Sunday, August 9, 2009


A while back, I wrote an essay about career awards. This blog is more about the general topic of recognition for contributions to one's profession. I recently was the recipient of an email from a long-time friend, who felt the need to thank me for what I've accomplished as a professional. This was something of a "bolt from the blue" and I'm very pleased that someone would take the time to thank me for my professional contributions. It's more of an honor in my eyes than some certificate from a professional society. The only opinion of me that has ever mattered has been that of my peers - the people who love being involved with and learning about the weather. Their respect and recognition is something I've worked to try to earn, so whenever I receive such a message, I'm grateful to know that I've managed to hit that mark.

In the end, of course, the ultimate reward for me has been the work itself. I've had the great fortune to have been able to work in this profession for more than 35 years and along the way have been blessed with colleagues who have worked with me on projects of mutual interest. Those colleagues have been a great inspiration and awesome collaborators: Bob Maddox, Al Moller, Stan Barnes, Fernando Caracena, Harold Brooks, Ken Crawford, Barry Schwartz, Lance Leslie, Mike Richman, Fred Sanders, Dave Schultz, Lance Bosart, Les Lemon, Paul Markowski, and many others. The opportunity to work with such people has been an honor for me and I hope my efforts have provided at least some measure of substance in return for all that I've gained by the privilege of my professional efforts with them. Recognition beyond that seems superfluous, although when a colleague or friend takes the time to thank me, it's always a wonderful thing.

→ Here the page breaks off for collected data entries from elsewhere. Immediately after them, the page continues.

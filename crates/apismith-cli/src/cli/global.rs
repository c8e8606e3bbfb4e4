//! Flags accepted by every subcommand, flattened into [`super::Cli`].

use std::path::PathBuf;

use clap::{Args, builder::FalseyValueParser};

#[derive(Debug, Clone, Args)]
pub struct GlobalArgs {
    /// More log output: `-v` info, `-vv` debug, `-vvv` trace.
    #[arg(
        short = 'v',
        long = "verbose",
        action = clap::ArgAction::Count,
        global = true,
        help = "More log output (-v, -vv, -vvv)"
    )]
    pub verbose: u8,

    /// Only print errors and command results.
    #[arg(
        short = 'q',
        long = "quiet",
        global = true,
        conflicts_with = "verbose",
        help = "Only print errors and results"
    )]
    pub quiet: bool,

    /// Plain output. Set implicitly by `NO_COLOR` (<https://no-color.org>).
    #[arg(
        long = "no-color",
        global = true,
        env = "NO_COLOR",
        value_parser = FalseyValueParser::new(),
        help = "Disable colored output"
    )]
    pub no_color: bool,

    /// Read tool configuration from this file instead of the default
    /// locations.
    #[arg(short = 'c', long = "config", global = true, value_name = "FILE")]
    pub config: Option<PathBuf>,

    /// Also write JSON log records to this file.
    #[arg(
        long = "log-file",
        global = true,
        value_name = "PATH",
        env = "APISMITH_LOG_FILE"
    )]
    pub log_file: Option<PathBuf>,
}
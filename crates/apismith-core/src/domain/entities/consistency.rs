//! Verifier vocabulary: extracted references, findings and the report.

use std::fmt;

use serde::Serialize;

use crate::domain::entities::common::RelativePath;

/// How a reference was written in its source file.
#[derive(Debug, Clone, Copy, PartialEq, Eq, Serialize)]
#[serde(rename_all = "kebab-case")]
pub enum ReferenceKind {
    /// `import x` / `from x import y`.
    Import,
    /// A dotted module spec in a string or config value, e.g.
    /// `"app.workers.tasks"` or `app.main:app`.
    ModuleSpec,
}

/// An extracted `(source file, target)` pair.
#[derive(Debug, Clone, PartialEq, Eq, Serialize)]
pub struct ImportReference {
    pub file: RelativePath,
    /// 1-based line number.
    pub line: usize,
    /// The statement or token as written.
    pub raw: String,
    /// Dotted target, possibly with leading dots for relative imports.
    pub target: String,
    /// Explicit `:attr` suffix of a module spec.
    pub attribute: Option<String>,
    /// Names listed after `from X import`, as written before any `as`.
    #[serde(skip_serializing_if = "Vec::is_empty")]
    pub names: Vec<String>,
    pub kind: ReferenceKind,
}

impl ImportReference {
    pub fn is_relative(&self) -> bool {
        self.target.starts_with('.')
    }
}

#[derive(Debug, Clone, PartialEq, Eq, Serialize)]
#[serde(rename_all = "kebab-case", tag = "kind")]
pub enum FindingReason {
    /// No file in the tree provides the module.
    Unresolved { module: String },
    /// The module exists but a package directory on its way lacks `__init__.py`.
    MissingPackageMarker { package: String },
    /// A relative import climbs above the Python root.
    BeyondRoot,
}

impl fmt::Display for FindingReason {
    fn fmt(&self, f: &mut fmt::Formatter<'_>) -> fmt::Result {
        match self {
            Self::Unresolved { module } => write!(f, "unresolved module '{module}'"),
            Self::MissingPackageMarker { package } => {
                write!(f, "missing package marker in '{package}'")
            }
            Self::BeyondRoot => f.write_str("relative import escapes the package root"),
        }
    }
}

/// One unresolved reference.
#[derive(Debug, Clone, PartialEq, Eq, Serialize)]
pub struct Finding {
    pub file: RelativePath,
    pub line: usize,
    pub raw: String,
    pub reason: FindingReason,
}

impl fmt::Display for Finding {
    fn fmt(&self, f: &mut fmt::Formatter<'_>) -> fmt::Result {
        write!(f, "{}:{}: {} ({})", self.file, self.line, self.raw, self.reason)
    }
}

#[derive(Debug, Clone, Default, PartialEq, Eq, Serialize)]
pub struct ConsistencyReport {
    pub files_checked: usize,
    pub references_checked: usize,
    pub findings: Vec<Finding>,
}

impl ConsistencyReport {
    pub fn is_clean(&self) -> bool {
        self.findings.is_empty()
    }

    pub fn findings_in<'a>(&'a self, file: &'a str) -> impl Iterator<Item = &'a Finding> + 'a {
        self.findings.iter().filter(move |f| f.file.as_str() == file)
    }
}

#[cfg(test)]
mod tests {
    use super::*;

    #[test]
    fn finding_display_names_file_and_reason() {
        let finding = Finding {
            file: "app/main.py".into(),
            line: 3,
            raw: "from app.core.security import get_current_user".into(),
            reason: FindingReason::Unresolved {
                module: "app.core.security".into(),
            },
        };
        let text = finding.to_string();
        assert!(text.starts_with("app/main.py:3:"));
        assert!(text.contains("unresolved module 'app.core.security'"));
    }

    #[test]
    fn empty_report_is_clean() {
        let report = ConsistencyReport::default();
        assert!(report.is_clean());
        assert_eq!(report.findings_in("app/main.py").count(), 0);
    }
}
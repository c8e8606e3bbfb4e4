//! In-crate catalog and renderer doubles for service tests.

use crate::{
    application::ports::{ModuleCatalog, ModuleRenderer},
    domain::{LayoutEntry, LogicalModule, RenderContext, Structure},
    error::ApismithResult,
};

pub(crate) struct TestCatalog {
    pub modules: Vec<LogicalModule>,
    pub layout: Vec<LayoutEntry>,
    /// Skeleton packages for the layered structure only.
    pub skeleton: Vec<&'static str>,
}

impl ModuleCatalog for TestCatalog {
    fn modules(&self) -> &[LogicalModule] {
        &self.modules
    }

    fn layout(&self) -> &[LayoutEntry] {
        &self.layout
    }

    fn skeleton_packages(&self, structure: Structure) -> &[&'static str] {
        match structure {
            Structure::Layered => &self.skeleton,
            _ => &[],
        }
    }
}

/// Calls the module's own template function.
pub(crate) struct CallTemplate;

impl ModuleRenderer for CallTemplate {
    fn render(&self, module: &LogicalModule, context: &RenderContext<'_>) -> ApismithResult<String> {
        Ok((module.template)(context)?)
    }
}
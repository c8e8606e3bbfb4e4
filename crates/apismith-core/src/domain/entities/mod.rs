pub mod common;
pub mod config;
pub mod consistency;
pub mod generated_tree;
pub mod module;
pub mod render_context;

pub use crate::domain::DomainError;
pub use config::{HasName, NoName, ProjectConfig, ProjectConfigBuilder};
pub use consistency::{ConsistencyReport, Finding, FindingReason, ImportReference};
pub use generated_tree::{FileOrigin, GeneratedFile, GeneratedTree};
pub use module::{Dependency, LogicalModule, ModuleId, Predicate, TemplateFn};
pub use render_context::{RenderContext, ResolvedDependency};
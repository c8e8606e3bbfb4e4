//! Output management and formatting.

use std::io::{self, IsTerminal, Write};

use console::Term;
use indicatif::{ProgressBar, ProgressStyle};
use owo_colors::OwoColorize;
use serde::Serialize;

use crate::cli::GlobalArgs;
use crate::config::AppConfig;
use crate::error::{CliError, CliResult};

/// Manages CLI output based on flags and configuration.
pub struct OutputManager {
    quiet: bool,
    no_color: bool,
    progress: bool,
    term: Term,
}

impl OutputManager {
    /// Build an `OutputManager` from parsed CLI flags and loaded config.
    pub fn new(args: &GlobalArgs, config: &AppConfig) -> Self {
        Self {
            quiet: args.quiet,
            no_color: args.no_color || config.output.no_color || !io::stdout().is_terminal(),
            progress: config.output.progress,
            term: Term::stdout(),
        }
    }

    // ── Public write methods ───────────────────────────────────────────────

    /// Generic message; suppressed in quiet mode.
    pub fn print(&self, msg: &str) -> io::Result<()> {
        if self.quiet {
            return Ok(());
        }
        self.term.write_line(msg)
    }

    /// Success indicator: `✓ <msg>`.
    pub fn success(&self, msg: &str) -> io::Result<()> {
        self.marked("\u{2713}", msg, |s| s.green().bold().to_string())
    }

    /// Error indicator: `✗ <msg>`. *Not* suppressed in quiet mode.
    pub fn error(&self, msg: &str) -> io::Result<()> {
        let line = if self.no_color {
            format!("\u{2717} {msg}")
        } else {
            format!("{} {}", "\u{2717}".red().bold(), msg.red())
        };
        self.term.write_line(&line)
    }

    /// Warning indicator: `⚠ <msg>`.
    pub fn warning(&self, msg: &str) -> io::Result<()> {
        self.marked("\u{26a0}", msg, |s| s.yellow().bold().to_string())
    }

    /// Informational indicator: `ℹ <msg>`.
    pub fn info(&self, msg: &str) -> io::Result<()> {
        self.marked("\u{2139}", msg, |s| s.blue().bold().to_string())
    }

    /// Bold cyan header line.
    pub fn header(&self, text: &str) -> io::Result<()> {
        if self.quiet {
            return Ok(());
        }
        let line = if self.no_color {
            text.to_owned()
        } else {
            text.cyan().bold().to_string()
        };
        self.term.write_line(&line)
    }

    /// Dimmed secondary text.
    pub fn detail(&self, text: &str) -> io::Result<()> {
        if self.quiet {
            return Ok(());
        }
        let line = if self.no_color {
            text.to_owned()
        } else {
            text.dimmed().to_string()
        };
        self.term.write_line(&line)
    }

    /// Pretty JSON on stdout. Never suppressed: it is the command's result.
    pub fn json<T: Serialize>(&self, what: &'static str, value: &T) -> CliResult<()> {
        let text = serde_json::to_string_pretty(value)
            .map_err(|source| CliError::Serialization { what, source })?;
        let mut stdout = io::stdout().lock();
        writeln!(stdout, "{text}")?;
        Ok(())
    }

    fn marked(&self, mark: &str, msg: &str, paint: impl Fn(&str) -> String) -> io::Result<()> {
        if self.quiet {
            return Ok(());
        }
        let line = if self.no_color {
            format!("{mark} {msg}")
        } else {
            format!("{} {msg}", paint(mark))
        };
        self.term.write_line(&line)
    }

    // ── Progress and prompts ───────────────────────────────────────────────

    /// Progress bar on stderr, or a hidden one when progress is disabled,
    /// quiet, or stderr is not a terminal.
    pub fn progress_bar(&self, len: usize, enabled: bool) -> ProgressBar {
        if !enabled || !self.progress || self.quiet || !io::stderr().is_terminal() {
            return ProgressBar::hidden();
        }
        let bar = ProgressBar::new(len as u64);
        if let Ok(style) = ProgressStyle::default_bar()
            .template("{spinner:.green} [{elapsed_precise}] [{wide_bar:.cyan/blue}] {pos}/{len} ({eta})")
        {
            bar.set_style(style.progress_chars("#>-"));
        }
        bar
    }

    /// Ask a yes/no question, defaulting to yes.
    #[cfg(feature = "interactive")]
    pub fn confirm(&self, prompt: &str) -> CliResult<bool> {
        dialoguer::Confirm::new()
            .with_prompt(prompt)
            .default(true)
            .interact_on(&Term::stderr())
            .map_err(|e| CliError::IoError {
                message: "failed to read confirmation input".into(),
                source: io::Error::other(e),
            })
    }

    /// Ask a yes/no question on stdin, defaulting to yes.
    #[cfg(not(feature = "interactive"))]
    pub fn confirm(&self, prompt: &str) -> CliResult<bool> {
        print!("{prompt} [Y/n] ");
        io::stdout().flush()?;

        let mut input = String::new();
        io::stdin().read_line(&mut input)?;

        let input = input.trim().to_ascii_lowercase();
        Ok(input.is_empty() || input == "y" || input == "yes")
    }

    // ── Accessors ─────────────────────────────────────────────────────────

    pub fn supports_color(&self) -> bool {
        !self.no_color
    }

    pub fn is_quiet(&self) -> bool {
        self.quiet
    }
}

// ── tests ─────────────────────────────────────────────────────────────────────
//! Shell completion generation.

use clap::CommandFactory;
use clap_complete::{Generator, generate, shells};

use crate::cli::{Cli, CompletionsArgs, Shell};

const BIN_NAME: &str = "apismith";

fn write_completions(generator: impl Generator) {
    generate(generator, &mut Cli::command(), BIN_NAME, &mut std::io::stdout());
}

pub fn execute(args: CompletionsArgs) -> crate::error::CliResult<()> {
    match args.shell {
        Shell::Bash => write_completions(shells::Bash),
        Shell::Zsh => write_completions(shells::Zsh),
        Shell::Fish => write_completions(shells::Fish),
        Shell::PowerShell => write_completions(shells::PowerShell),
        Shell::Elvish => write_completions(shells::Elvish),
    }
    Ok(())
}
//! Scaffold Service - main application orchestrator.
//!
//! This service coordinates the entire scaffolding workflow:
//! 1. Generate the tree for a configuration
//! 2. Verify its cross-module references
//! 3. Write it to the filesystem, rolling back on failure
//!
//! It implements the driving port (incoming) and uses driven ports (outgoing).

use std::path::{Path, PathBuf};
use tracing::{info, instrument, warn};

use crate::{
    application::{
        ApplicationError,
        ports::Filesystem,
        services::{GenerationService, ImportVerifier},
    },
    domain::{ConsistencyReport, GeneratedTree, ProjectConfig},
    error::ApismithResult,
};

#[derive(Debug, Clone, Copy, Default, PartialEq, Eq)]
pub struct ScaffoldOptions {
    /// Write into an existing directory, replacing files with the same path.
    /// Files the tree does not contain are left untouched.
    pub overwrite: bool,
    /// Refuse to persist a tree with verifier findings.
    pub strict: bool,
}

/// Result of a successful scaffold.
#[derive(Debug, Clone)]
pub struct ScaffoldOutcome {
    pub root: PathBuf,
    pub files_written: usize,
    pub report: ConsistencyReport,
}

/// Main scaffolding service.
pub struct ScaffoldService {
    engine: GenerationService,
    verifier: ImportVerifier,
    filesystem: Box<dyn Filesystem>,
}

impl ScaffoldService {
    /// Create a new scaffold service with the given engine and adapters.
    pub fn new(
        engine: GenerationService,
        verifier: ImportVerifier,
        filesystem: Box<dyn Filesystem>,
    ) -> Self {
        Self {
            engine,
            verifier,
            filesystem,
        }
    }

    pub fn engine(&self) -> &GenerationService {
        &self.engine
    }

    /// Generate and verify without touching the filesystem.
    pub fn preview(
        &self,
        config: &ProjectConfig,
    ) -> ApismithResult<(GeneratedTree, ConsistencyReport)> {
        let tree = self.engine.generate(config)?;
        let report = self.verifier.verify(&tree);
        Ok((tree, report))
    }

    /// Scaffold a new project into `output_dir/<project name>`.
    #[instrument(
        skip_all,
        fields(
            project = %config.project_name(),
            output_dir = %output_dir.as_ref().display()
        )
    )]
    pub fn scaffold(
        &self,
        config: &ProjectConfig,
        output_dir: impl AsRef<Path>,
        options: ScaffoldOptions,
    ) -> ApismithResult<ScaffoldOutcome> {
        info!(structure = %config.structure(), "Scaffolding project");

        let root = output_dir.as_ref().join(config.project_name());
        let (tree, report) = self.preview(config)?;
        info!(files = tree.len(), "Tree generated");

        if !report.is_clean() {
            if options.strict {
                return Err(ApplicationError::VerificationFailed {
                    findings: report.findings,
                }
                .into());
            }
            for finding in &report.findings {
                warn!(%finding, "Unresolved reference");
            }
        }

        let files_written = self.write_tree(&tree, &root, options.overwrite)?;

        info!("Scaffold completed successfully");
        Ok(ScaffoldOutcome {
            root,
            files_written,
            report,
        })
    }

    /// Write `tree` below `root`.
    ///
    /// A directory this call created is removed again if any write fails.
    /// With `overwrite`, files already under `root` that the tree does not
    /// produce are never deleted.
    pub fn write_tree(
        &self,
        tree: &GeneratedTree,
        root: &Path,
        overwrite: bool,
    ) -> ApismithResult<usize> {
        let existed = self.filesystem.exists(root);
        if existed && !overwrite {
            return Err(ApplicationError::ProjectExists {
                path: root.to_path_buf(),
            }
            .into());
        }

        match self.write_all(tree, root) {
            Ok(count) => {
                info!(count, "Successfully wrote all files");
                Ok(count)
            }
            Err(e) => {
                if existed {
                    warn!("Write failed inside an existing directory, leaving it in place");
                } else {
                    warn!("Write failed, attempting rollback");
                    self.rollback(root);
                }
                Err(e)
            }
        }
    }

    // -------------------------------------------------------------------------
    // Internal Helpers
    // -------------------------------------------------------------------------

    fn write_all(&self, tree: &GeneratedTree, root: &Path) -> ApismithResult<usize> {
        self.filesystem.create_dir_all(root)?;

        let mut count = 0;
        for (relative, file) in tree.files() {
            let path = root.join(relative.as_path());

            if let Some(parent) = path.parent() {
                self.filesystem.create_dir_all(parent)?;
            }

            self.filesystem.write_file(&path, &file.content)?;

            if file.permissions.executable_flag() {
                self.filesystem.set_permissions(&path, true)?;
            }
            count += 1;
        }

        Ok(count)
    }

    /// Best-effort rollback on failure.
    fn rollback(&self, root: &Path) {
        if let Err(e) = self.filesystem.remove_dir_all(root) {
            warn!(
                error = %e,
                path = %root.display(),
                "Rollback failed"
            );
        } else {
            info!("Rollback successful");
        }
    }
}

#[cfg(test)]
mod tests {
    use super::*;
    use crate::application::ports::MockFilesystem;
    use crate::application::services::test_support::{CallTemplate, TestCatalog};
    use crate::domain::{
        Dependency, DomainError, LayoutEntry, LogicalModule, ModuleId, Permissions,
        RenderContext, always,
    };
    use crate::error::ApismithError;

    const CONFIG: ModuleId = ModuleId::new("app.config");
    const MAIN: ModuleId = ModuleId::new("app.main");
    const PRESTART: ModuleId = ModuleId::new("scripts.prestart");

    static MAIN_DEPS: &[Dependency] = &[Dependency::always(CONFIG)];

    fn settings(_: &RenderContext<'_>) -> Result<String, DomainError> {
        Ok("DEBUG = False\n".into())
    }

    fn main_module(ctx: &RenderContext<'_>) -> Result<String, DomainError> {
        Ok(format!("from {} import DEBUG\n", ctx.import(CONFIG)?))
    }

    fn broken_main(_: &RenderContext<'_>) -> Result<String, DomainError> {
        Ok("from app.missing import thing\n".into())
    }

    fn prestart(_: &RenderContext<'_>) -> Result<String, DomainError> {
        Ok("#!/usr/bin/env bash\n".into())
    }

    fn engine(main_template: crate::domain::TemplateFn) -> GenerationService {
        let modules = vec![
            LogicalModule {
                id: CONFIG,
                description: "settings",
                include: always,
                dependencies: &[],
                template: settings,
                permissions: Permissions::read_write(),
            },
            LogicalModule {
                id: MAIN,
                description: "entrypoint",
                include: always,
                dependencies: MAIN_DEPS,
                template: main_template,
                permissions: Permissions::read_write(),
            },
            LogicalModule {
                id: PRESTART,
                description: "prestart script",
                include: always,
                dependencies: &[],
                template: prestart,
                permissions: Permissions::executable(),
            },
        ];
        let layout = vec![
            LayoutEntry::shared(CONFIG, "app/config.py"),
            LayoutEntry::shared(MAIN, "app/main.py"),
            LayoutEntry::shared(PRESTART, "scripts/prestart.sh"),
        ];
        GenerationService::new(
            Box::new(TestCatalog {
                modules,
                layout,
                skeleton: vec![],
            }),
            Box::new(CallTemplate),
        )
        .unwrap()
    }

    fn service(filesystem: MockFilesystem, main_template: crate::domain::TemplateFn) -> ScaffoldService {
        ScaffoldService::new(
            engine(main_template),
            ImportVerifier::new().unwrap(),
            Box::new(filesystem),
        )
    }

    fn config() -> ProjectConfig {
        ProjectConfig::builder().name("svc").build().unwrap()
    }

    #[test]
    fn writes_every_file_and_marks_scripts_executable() {
        let mut fs = MockFilesystem::new();
        fs.expect_exists().return_const(false);
        fs.expect_create_dir_all().returning(|_| Ok(()));
        fs.expect_write_file().times(4).returning(|_, _| Ok(()));
        fs.expect_set_permissions()
            .withf(|path, executable| path.ends_with("scripts/prestart.sh") && *executable)
            .times(1)
            .returning(|_, _| Ok(()));

        let outcome = service(fs, main_module)
            .scaffold(&config(), "/work", ScaffoldOptions::default())
            .unwrap();

        assert_eq!(outcome.files_written, 4);
        assert_eq!(outcome.root, PathBuf::from("/work/svc"));
        assert!(outcome.report.is_clean());
    }

    #[test]
    fn failed_write_rolls_back_created_directory() {
        let mut fs = MockFilesystem::new();
        fs.expect_exists().return_const(false);
        fs.expect_create_dir_all().returning(|_| Ok(()));
        fs.expect_write_file().returning(|path, _| {
            if path.ends_with("app/main.py") {
                Err(ApplicationError::FilesystemError {
                    path: path.to_path_buf(),
                    reason: "disk full".into(),
                }
                .into())
            } else {
                Ok(())
            }
        });
        fs.expect_remove_dir_all()
            .withf(|path| path == Path::new("/work/svc"))
            .times(1)
            .returning(|_| Ok(()));

        let err = service(fs, main_module)
            .scaffold(&config(), "/work", ScaffoldOptions::default())
            .unwrap_err();

        assert!(err.is_retryable());
    }

    #[test]
    fn failed_overwrite_keeps_existing_directory() {
        let mut fs = MockFilesystem::new();
        fs.expect_exists().return_const(true);
        fs.expect_create_dir_all().returning(|_| Ok(()));
        fs.expect_write_file().returning(|path, _| {
            Err(ApplicationError::FilesystemError {
                path: path.to_path_buf(),
                reason: "read-only".into(),
            }
            .into())
        });
        fs.expect_remove_dir_all().times(0);

        let options = ScaffoldOptions {
            overwrite: true,
            strict: false,
        };
        assert!(service(fs, main_module).scaffold(&config(), "/work", options).is_err());
    }

    #[test]
    fn existing_project_is_refused() {
        let mut fs = MockFilesystem::new();
        fs.expect_exists().return_const(true);

        let err = service(fs, main_module)
            .scaffold(&config(), "/work", ScaffoldOptions::default())
            .unwrap_err();

        assert!(matches!(
            err,
            ApismithError::Application(ApplicationError::ProjectExists { .. })
        ));
    }

    #[test]
    fn strict_mode_refuses_unresolved_references() {
        // No filesystem expectations: any call would fail the test.
        let fs = MockFilesystem::new();
        let options = ScaffoldOptions {
            overwrite: false,
            strict: true,
        };

        let err = service(fs, broken_main)
            .scaffold(&config(), "/work", options)
            .unwrap_err();

        match err {
            ApismithError::Application(ApplicationError::VerificationFailed { findings }) => {
                assert_eq!(findings.len(), 1);
                assert_eq!(findings[0].file.as_str(), "app/main.py");
            }
            other => panic!("unexpected {other:?}"),
        }
    }

    #[test]
    fn lenient_mode_writes_despite_findings() {
        let mut fs = MockFilesystem::new();
        fs.expect_exists().return_const(false);
        fs.expect_create_dir_all().returning(|_| Ok(()));
        fs.expect_write_file().returning(|_, _| Ok(()));
        fs.expect_set_permissions().returning(|_, _| Ok(()));

        let outcome = service(fs, broken_main)
            .scaffold(&config(), "/work", ScaffoldOptions::default())
            .unwrap();

        assert_eq!(outcome.report.findings.len(), 1);
    }

    #[test]
    fn preview_does_no_io() {
        let fs = MockFilesystem::new();
        let (tree, report) = service(fs, main_module).preview(&config()).unwrap();
        assert!(tree.contains("app/__init__.py"));
        assert!(report.is_clean());
    }
}
//! Filesystem adapters.

mod local;
mod memory;

pub use local::LocalFilesystem;
pub use memory::MemoryFilesystem;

My graduate advisor, Yoshi Sasaki, made it very clear to me that the greatest reward a professional can have is to be able to make contributions to the field you've chosen. It's the best way to say "thank you" to those who inspired you and mentored you along the way - go out and become the best professional contributor you can be. Use your talents and hard work to achieve something substantial and it makes the work of an educator / mentor well worth whatever effort was involved in getting you to the point where you could make such contributons. And even more than that, a great thing you can do with what you've been so blessed to receive in the way of encouragement, inspiration, and mentorship is to pass it on. Serve as inspiration and encouragement to someone else.

Professional success came to me much earlier in my career than I expected, so I had to seek new goals. By now, I've achieved even those new goals, but not solely by my own efforts - rather, it's been with great pride that students and colleagues I've worked with have achieved far more than I could ever have done on my own. It just doesn't get any better than that. If I get run over by a truck tomorrow, I can pass on as a happy man.

If there were a professional meteorological Hall of Fame, then that would become some measure of achievement. But since such a thing doesn't exist - and I'm certainly not suggesting it should - its formal recognition would still pale in comparison with the respect of professional peers for one's body of work. I never worked to achieve recognition beyond that respect from my peers. That some of them have taken the time to let me know that they value what I've done is more than enough recognition for me.